With language so vivid, it's no wonder the magazine chose the dramatic photo of the 1952 fire.
"It's captioned 'Boat caught in flaming Cuyahoga.' What they didn’t include in the caption was this is not the 1969 fire, it's the 1952 fire," said Arrye Rosser, Interpretive & Education Specialist with the Cuyahoga Valley National Park.
Rosser co-curated the photography exhibit "Crooked River Contrasts." It brings together historical and modern photos of the Cuyahoga’s pollution and restoration.
Rosser said without a clear caption in the '69 Time article, people assumed the massive fire was a current photo.
"The whole story of the fire got a bit garbled with this Time Magazine article."
Pulling out her own copy of the 50-year-old magazine she bought off eBay, Rosser flips back the 40 or so pages to get to the story.
In addition to the unlabeled fire photo, there’s a photo of then-Cleveland Mayor Carl Stokes holding a press conference on the banks of the Cuyahoga the day after the '69 fire.
"So I think this picture of him with microphones right in his face, that’s like Carl Stokes all over. This is how that became a national story. And the fact that they chose this image, I think just amplified the story," Rosser said.
The attention of the Cuyahoga River catching fire is widely considered a catalyst for curbing pollution and leading to the passage of the federal Clean Water Act in 1972.
"Why did a couple paragraphs in the back of an issue of Time Magazine in 1969 have such power for 50 years?" One reason, Rosser thinks, could be the cover story of that August issue of Time Magazine.
Nowhere is the Cuyahoga or environmentalism mentioned. Instead, it’s a black and white picture of a young Ted Kennedy, just after the Chappaquiddick car crash that left a young woman dead.

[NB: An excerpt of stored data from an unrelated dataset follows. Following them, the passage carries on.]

use chrono::{NaiveDateTime, Utc};
use sqlx::SqlitePool;
use uuid::Uuid;

use crate::db::models::{ActivityRecord, LeaderboardRow, NewActivityRecord};
use crate::error::{AppError, AppResult};

const SELECT_ACTIVITY: &str = r#"
    SELECT id, account_id, activity_id, client_id, corrected_client_id,
           scheduled_name, profile_name, start_time,
           sent_clientbot, sent_strava, sent_intervals,
           distance_m, elapsed_seconds, elevation_gain_m,
           avg_power, avg_cadence, avg_heart_rate,
           fit_path, created_at, updated_at
    FROM seen_activity_ids
"#;

/// Ledger of externally observed activities, the dedup/idempotency boundary
/// for the reconciliation driver's repeated polling.
///
/// Implementation notes:
/// - `record_seen` is a single-statement upsert. Scalar fields merge with
///   COALESCE(excluded, existing) so an incoming NULL never erases recorded
///   data; the `sent_*` delivery flags merge with OR so they only move
///   forward.
/// - `corrected_client_id` is written exclusively by the manual-correction
///   path and is absent from the upsert.
pub struct ActivityRepository;

impl ActivityRepository {
    /// Existence check used to short-circuit re-processing before any
    /// expensive work (file download, matching).
    pub async fn was_seen(
        pool: &SqlitePool,
        account_id: &str,
        activity_id: &str,
    ) -> AppResult<bool> {
        let row: Option<i64> = sqlx::query_scalar(
            "SELECT 1 FROM seen_activity_ids WHERE account_id = ? AND activity_id = ? LIMIT 1",
        )
        .bind(account_id)
        .bind(activity_id)
        .fetch_optional(pool)
        .await
        .map_err(AppError::Database)?;

        Ok(row.is_some())
    }

    /// Upsert an activity. Returns true only when this call inserted the row
    /// for the first time, so callers can distinguish "brand new" from
    /// "refreshed".
    pub async fn record_seen(pool: &SqlitePool, record: NewActivityRecord) -> AppResult<bool> {
        let existed = Self::was_seen(pool, &record.account_id, &record.activity_id).await?;

        let id = Uuid::new_v4().to_string();
        let now = Utc::now().naive_utc();

        sqlx::query(
            r#"
            INSERT INTO seen_activity_ids (
                id, account_id, activity_id, client_id, corrected_client_id,
                scheduled_name, profile_name, start_time,
                sent_clientbot, sent_strava, sent_intervals,
                distance_m, elapsed_seconds, elevation_gain_m,
                avg_power, avg_cadence, avg_heart_rate,
                fit_path, created_at, updated_at
            ) VALUES (?, ?, ?, ?, NULL, ?, ?, ?, ?, ?, ?, ?, ?, ?, ?, ?, ?, ?, ?, ?)
            ON CONFLICT(account_id, activity_id) DO UPDATE SET
                client_id = COALESCE(excluded.client_id, seen_activity_ids.client_id),
                scheduled_name = COALESCE(excluded.scheduled_name, seen_activity_ids.scheduled_name),
                profile_name = COALESCE(excluded.profile_name, seen_activity_ids.profile_name),
                start_time = COALESCE(excluded.start_time, seen_activity_ids.start_time),
                sent_clientbot = seen_activity_ids.sent_clientbot OR excluded.sent_clientbot,
                sent_strava = seen_activity_ids.sent_strava OR excluded.sent_strava,
                sent_intervals = seen_activity_ids.sent_intervals OR excluded.sent_intervals,
                distance_m = COALESCE(excluded.distance_m, seen_activity_ids.distance_m),
                elapsed_seconds = COALESCE(excluded.elapsed_seconds, seen_activity_ids.elapsed_seconds),
                elevation_gain_m = COALESCE(excluded.elevation_gain_m, seen_activity_ids.elevation_gain_m),
                avg_power = COALESCE(excluded.avg_power, seen_activity_ids.avg_power),
                avg_cadence = COALESCE(excluded.avg_cadence, seen_activity_ids.avg_cadence),
                avg_heart_rate = COALESCE(excluded.avg_heart_rate, seen_activity_ids.avg_heart_rate),
                fit_path = COALESCE(excluded.fit_path, seen_activity_ids.fit_path),
                updated_at = excluded.updated_at
            "#,
        )
        .bind(&id)
        .bind(&record.account_id)
        .bind(&record.activity_id)
        .bind(record.client_id)
        .bind(&record.scheduled_name)
        .bind(&record.profile_name)
        .bind(record.start_time)
        .bind(record.sent_clientbot)
        .bind(record.sent_strava)
        .bind(record.sent_intervals)
        .bind(record.distance_m)
        .bind(record.elapsed_seconds)
        .bind(record.elevation_gain_m)
        .bind(record.avg_power)
        .bind(record.avg_cadence)
        .bind(record.avg_heart_rate)
        .bind(&record.fit_path)
        .bind(now)
        .bind(now)
        .execute(pool)
        .await
        .map_err(AppError::Database)?;

        Ok(!existed)
    }

    pub async fn find(
        pool: &SqlitePool,
        account_id: &str,
        activity_id: &str,
    ) -> AppResult<Option<ActivityRecord>> {
        let row = sqlx::query_as::<_, ActivityRecord>(&format!(
            "{SELECT_ACTIVITY} WHERE account_id = ? AND activity_id = ?"
        ))
        .bind(account_id)
        .bind(activity_id)
        .fetch_optional(pool)
        .await
        .map_err(AppError::Database)?;

        Ok(row)
    }

    pub async fn list_recent(pool: &SqlitePool, limit: i64) -> AppResult<Vec<ActivityRecord>> {
        let rows = sqlx::query_as::<_, ActivityRecord>(&format!(
            "{SELECT_ACTIVITY} ORDER BY created_at DESC LIMIT ?"
        ))
        .bind(limit)
        .fetch_all(pool)
        .await
        .map_err(AppError::Database)?;

        Ok(rows)
    }

    /// Activities recorded without an archived FIT file, oldest first.
    /// This is the backfill feed for late FIT exports.
    pub async fn list_missing_fit(
        pool: &SqlitePool,
        account_id: Option<&str>,
        limit: i64,
    ) -> AppResult<Vec<ActivityRecord>> {
        let rows = match account_id {
            Some(account_id) => {
                sqlx::query_as::<_, ActivityRecord>(&format!(
                    "{SELECT_ACTIVITY} WHERE fit_path IS NULL AND account_id = ? ORDER BY created_at LIMIT ?"
                ))
                .bind(account_id)
                .bind(limit)
                .fetch_all(pool)
                .await
            }
            None => {
                sqlx::query_as::<_, ActivityRecord>(&format!(
                    "{SELECT_ACTIVITY} WHERE fit_path IS NULL ORDER BY created_at LIMIT ?"
                ))
                .bind(limit)
                .fetch_all(pool)
                .await
            }
        }
        .map_err(AppError::Database)?;

        Ok(rows)
    }

    /// Manual attribution fix by an operator. The auto-resolved `client_id`
    /// is left untouched. Returns false when the activity does not exist.
    pub async fn set_corrected_client(
        pool: &SqlitePool,
        account_id: &str,
        activity_id: &str,
        client_id: Option<i64>,
    ) -> AppResult<bool> {
        let now = Utc::now().naive_utc();

        let result = sqlx::query(
            r#"
            UPDATE seen_activity_ids
            SET corrected_client_id = ?, updated_at = ?
            WHERE account_id = ? AND activity_id = ?
            "#,
        )
        .bind(client_id)
        .bind(now)
        .bind(account_id)
        .bind(activity_id)
        .execute(pool)
        .await
        .map_err(AppError::Database)?;

        Ok(result.rows_affected() > 0)
    }

    /// Per-client totals over the cached metrics, largest distance first.
    /// Manual corrections win over auto-resolved attribution.
    pub async fn leaderboard(
        pool: &SqlitePool,
        since: Option<NaiveDateTime>,
        limit: i64,
    ) -> AppResult<Vec<LeaderboardRow>> {
        let rows = sqlx::query_as::<_, LeaderboardRow>(
            r#"
            SELECT COALESCE(corrected_client_id, client_id) AS client_id,
                   COUNT(*) AS activities,
                   CAST(SUM(COALESCE(distance_m, 0)) AS REAL) AS total_distance_m,
                   CAST(SUM(COALESCE(elapsed_seconds, 0)) AS INTEGER) AS total_elapsed_seconds
            FROM seen_activity_ids
            WHERE COALESCE(corrected_client_id, client_id) IS NOT NULL
              AND (? IS NULL OR start_time >= ?)
            GROUP BY COALESCE(corrected_client_id, client_id)
            ORDER BY total_distance_m DESC
            LIMIT ?
            "#,
        )
        .bind(since)
        .bind(since)
        .bind(limit)
        .fetch_all(pool)
        .await
        .map_err(AppError::Database)?;

        Ok(rows)
    }

    /// Aggregate for one client (activity count + totals).
    pub async fn client_stats(
        pool: &SqlitePool,
        client_id: i64,
    ) -> AppResult<Option<LeaderboardRow>> {
        let row = sqlx::query_as::<_, LeaderboardRow>(
            r#"
            SELECT COALESCE(corrected_client_id, client_id) AS client_id,
                   COUNT(*) AS activities,
                   CAST(SUM(COALESCE(distance_m, 0)) AS REAL) AS total_distance_m,
                   CAST(SUM(COALESCE(elapsed_seconds, 0)) AS INTEGER) AS total_elapsed_seconds
            FROM seen_activity_ids
            WHERE COALESCE(corrected_client_id, client_id) = ?
            GROUP BY COALESCE(corrected_client_id, client_id)
            "#,
        )
        .bind(client_id)
        .fetch_optional(pool)
        .await
        .map_err(AppError::Database)?;

        Ok(row)
    }
}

"Everybody read it. And this is kind of where people who didn’t live in the Cleveland area started to understand about the Cuyahoga River fire."
That national attention helped fuel the idea that Cleveland really was the "mistake on the lake."
"So I think that just has annoyed Clevelanders for 50 years. And I think a lot of what’s going on with the celebration this year is trying to tell a different story of the river," Rosser said.
Capturing the Cuyahoga's restoration
I get a firsthand look at how the story has changed as wildlife photographer Jim Roetzel leads me through waist high grass to one of his favorite birding spots along the river.
He points out a red winged blackbird on its way to a nest with breakfast.
"She just flew out with food in her mouth," he points out while propping up his camera gear.
With decades behind telephoto lenses as long as an arm, Roetzel has photographed everything from fall
leaves changing along the river to intimate butterfly migrations.
From the water’s chemistry, to the fish that call it home, photography tells the story of a rebounded Cuyahoga.
"Everywhere you go people are bragging up the river. And good," Roetzel says as he sets up his camera along the banks of the Cuyahoga.
Because what better way to tell a comeback story than through a camera lens?